The most common way giardiasis is passed onto new hosts is via contaminated water, such as drinking from a puddle or shared water bowl at the dog park. Giardiasis and coccidiosis can also be transmitted via ingesting feces or soil infected with the parasites.  Up to half of young puppies will contract giardiasis in their life; the condition is easily treatable.

Symptoms of Giardia and Coccidia

The main symptom of coccidiosis is watery or soft and pungent diarrhea, but many dogs may never develop diarrhea as a symptom of infection. Giardia symptoms include fatty stool or diarrhea, which may contain blood or mucus, as well as gas, vomiting, and weight loss. Diarrhea is a serious health issue and can also be indicative of many other illnesses; make an appointment with your veterinarian if you notice any sudden changes in your pet’s stool.

Diagnosis and Treatment

Your veterinarian will require a stool sample to test for any parasites. Examining the stool under a microscope may allow the veterinarian to easily see any organisms present, but sometimes they are elusive and additional fecal testing may be required.

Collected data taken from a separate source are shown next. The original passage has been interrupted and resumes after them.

use crate::utils::error::{ModuleError, Result};
use std::path::Path;

pub trait Validate {
    fn validate(&self) -> Result<()>;
}

pub fn validate_path(field_name: &str, path: &Path) -> Result<()> {
    let display = path.display().to_string();
    if display.is_empty() {
        return Err(ModuleError::InvalidConfigValueError {
            field: field_name.to_string(),
            value: display,
            reason: "Path cannot be empty".to_string(),
        });
    }

    if display.contains('\0') {
        return Err(ModuleError::InvalidConfigValueError {
            field: field_name.to_string(),
            value: display,
            reason: "Path contains null bytes".to_string(),
        });
    }

    Ok(())
}

pub fn validate_required_field<'a, T>(field_name: &str, value: &'a Option<T>) -> Result<&'a T> {
    value.as_ref().ok_or_else(|| ModuleError::MissingConfigError {
        field: field_name.to_string(),
    })
}

pub fn validate_non_empty_string(field_name: &str, value: &str) -> Result<()> {
    if value.trim().is_empty() {
        return Err(ModuleError::InvalidConfigValueError {
            field: field_name.to_string(),
            value: value.to_string(),
            reason: "Value cannot be empty or whitespace-only".to_string(),
        });
    }
    Ok(())
}

pub fn validate_one_of(field_name: &str, value: &str, allowed: &[&str]) -> Result<()> {
    if !allowed.contains(&value) {
        return Err(ModuleError::InvalidConfigValueError {
            field: field_name.to_string(),
            value: value.to_string(),
            reason: format!("Must be one of: {}", allowed.join(", ")),
        });
    }
    Ok(())
}

#[cfg(test)]
mod tests {
    use super::*;

    #[test]
    fn test_validate_non_empty_string() {
        assert!(validate_non_empty_string("batch.name", "demo").is_ok());
        assert!(validate_non_empty_string("batch.name", "   ").is_err());
    }

    #[test]
    fn test_validate_one_of() {
        assert!(validate_one_of("logging.level", "info", &["info", "debug"]).is_ok());
        assert!(validate_one_of("logging.level", "loud", &["info", "debug"]).is_err());
    }

    #[test]
    fn test_validate_required_field() {
        let present = Some(3);
        assert_eq!(*validate_required_field("config", &present).unwrap(), 3);

        let missing: Option<i32> = None;
        assert!(matches!(
            validate_required_field("config", &missing),
            Err(ModuleError::MissingConfigError { .. })
        ));
    }

    #[test]
    fn test_validate_path() {
        assert!(validate_path("config", Path::new("batch.toml")).is_ok());
        assert!(validate_path("config", Path::new("")).is_err());
    }
}
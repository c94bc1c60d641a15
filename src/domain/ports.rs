use crate::domain::model::{ParameterSummary, Value};
use crate::utils::error::{ModuleError, Result};
use std::any::Any;
use std::collections::HashMap;
use std::fmt;

/// 由外掛作者提供的命令
///
/// 執行失敗可以回傳錯誤，也可能直接 panic；兩者都由模組攔截並回報。
pub trait Command: Send + 'static {
    fn run(&mut self) -> anyhow::Result<()>;
}

/// 可預覽能力：`preview` 產生暫時結果，`cancel` 撤銷預覽造成的變更
pub trait Previewable {
    fn preview(&mut self);
    fn cancel(&mut self);
}

/// 可取消狀態能力
pub trait Cancelable {
    fn is_canceled(&self) -> bool;
    fn cancel_reason(&self) -> Option<String>;
}

/// 執行期錯誤的回報對象
pub trait FaultReporter: Send + Sync {
    fn report(&self, fault: &ModuleError);
}

/// 統一的模組介面，呼叫端只透過它存取命令
pub trait Module: Send + fmt::Display {
    /// 所屬 ModuleInfo 的註冊名稱
    fn info_name(&self) -> &str;

    /// 底層命令實例
    fn delegate_object(&self) -> &dyn Any;

    /// 所有參數的摘要，依宣告順序
    fn parameters(&self) -> Vec<ParameterSummary>;

    fn preview(&mut self);

    fn cancel(&mut self);

    fn get_input(&self, name: &str) -> Result<Value>;

    fn set_input(&mut self, name: &str, value: Value) -> Result<()>;

    fn get_output(&self, name: &str) -> Result<Value>;

    fn set_output(&mut self, name: &str, value: Value) -> Result<()>;

    fn inputs(&self) -> Result<HashMap<String, Value>>;

    fn outputs(&self) -> Result<HashMap<String, Value>>;

    /// 批次設定輸入並標記為已解析
    ///
    /// 全有或全無：任一名稱未知時不寫入任何值；寫入中途型別不符時，
    /// 已寫入的輸入會還原成原值，解析狀態也不變。
    fn set_inputs(&mut self, values: HashMap<String, Value>) -> Result<()> {
        let mut ordered: Vec<(String, Value)> = values.into_iter().collect();
        ordered.sort_by(|(a, _), (b, _)| a.cmp(b));

        let previous = ordered
            .iter()
            .map(|(name, _)| self.get_input(name))
            .collect::<Result<Vec<_>>>()?;

        for (index, (name, value)) in ordered.iter().enumerate() {
            if let Err(err) = self.set_input(name, value.clone()) {
                for ((name, _), original) in ordered.iter().zip(&previous).take(index) {
                    if let Err(restore) = self.set_input(name, original.clone()) {
                        tracing::warn!("⚠️ Could not restore input {}: {}", name, restore);
                    }
                }
                return Err(err);
            }
        }

        for (name, _) in &ordered {
            self.set_resolved(name, true)?;
        }
        Ok(())
    }

    fn is_resolved(&self, name: &str) -> bool;

    fn set_resolved(&mut self, name: &str, resolved: bool) -> Result<()>;

    /// 尚未解析的必要輸入，依宣告順序
    fn unresolved_required(&self) -> Vec<String>;

    /// 執行命令；命令本身的失敗不會傳出
    fn run(&mut self);

    fn is_canceled(&self) -> bool;

    fn cancel_reason(&self) -> Option<String>;
}
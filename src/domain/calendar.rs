//! Trading calendar: the date axis every ledger is aligned on.

use chrono::{Datelike, Duration, Local, NaiveDate, Weekday};

/// Whether Saturdays and Sundays are part of the date axis.
///
/// There is deliberately no default: callers must state what they want.
#[derive(Debug, Clone, Copy, PartialEq, Eq)]
pub enum WeekendFilter {
    Keep,
    Skip,
}

pub fn is_weekend(date: NaiveDate) -> bool {
    matches!(date.weekday(), Weekday::Sat | Weekday::Sun)
}

/// The current day, truncated to local midnight.
pub fn today() -> NaiveDate {
    Local::now().date_naive()
}

/// Daily date sequence from `start` through `end`, both inclusive.
#[derive(Debug, Clone)]
pub struct TradingCalendar {
    start: NaiveDate,
    end: NaiveDate,
    weekends: WeekendFilter,
}

impl TradingCalendar {
    pub fn new(start: NaiveDate, end: NaiveDate, weekends: WeekendFilter) -> Self {
        Self {
            start,
            end,
            weekends,
        }
    }

    pub fn days(&self) -> Vec<NaiveDate> {
        let mut days = Vec::new();
        let mut current = self.start;
        while current <= self.end {
            if self.weekends == WeekendFilter::Keep || !is_weekend(current) {
                days.push(current);
            }
            current += Duration::days(1);
        }
        days
    }
}
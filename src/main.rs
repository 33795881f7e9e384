use clap::Parser;
use lotfolio::cli::{run, Cli};

fn main() -> std::process::ExitCode {
    env_logger::init();
    run(Cli::parse())
}
//! Report generation port trait.

use std::io::Write;

use chrono::NaiveDate;

use crate::domain::error::LotfolioError;
use crate::domain::portfolio::Summary;

/// Port for rendering portfolio results to an output stream.
pub trait ReportPort {
    fn write_summary(&self, summary: &Summary, out: &mut dyn Write) -> Result<(), LotfolioError>;

    /// Date-indexed return series, for consumption by external charting.
    fn write_returns(
        &self,
        returns: &[(NaiveDate, Option<f64>)],
        out: &mut dyn Write,
    ) -> Result<(), LotfolioError>;
}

If diagnosed with giardia, a prescription medication to kill the parasites will be prescribed.  Rehydrating your dog is essential, as diarrhea is extremely dehydrating. Additional fecal examinations will be performed in a few weeks to test the medications are working and look for any organisms still present. Additional rounds of treatment may be needed.

Prevention

This condition is spread through infected feces; keeping your yard clean can greatly reduce your pet’s chances of contracting the disease. Giardiasis is also common in kennels. Until your dog is around a year old, refrain from boarding him – if you have to leave them at home, consider having a friend or family member babysit. The crowded conditions in kennels are conducive to the rapid spread of contagious diseases.

These intestinal parasites can present a significant challenge for a puppy’s underdeveloped immune system. If your puppy shows any of the above symptoms, seek immediate veterinary attention; giardiasis and coccidiosis can be fatal if left untreated.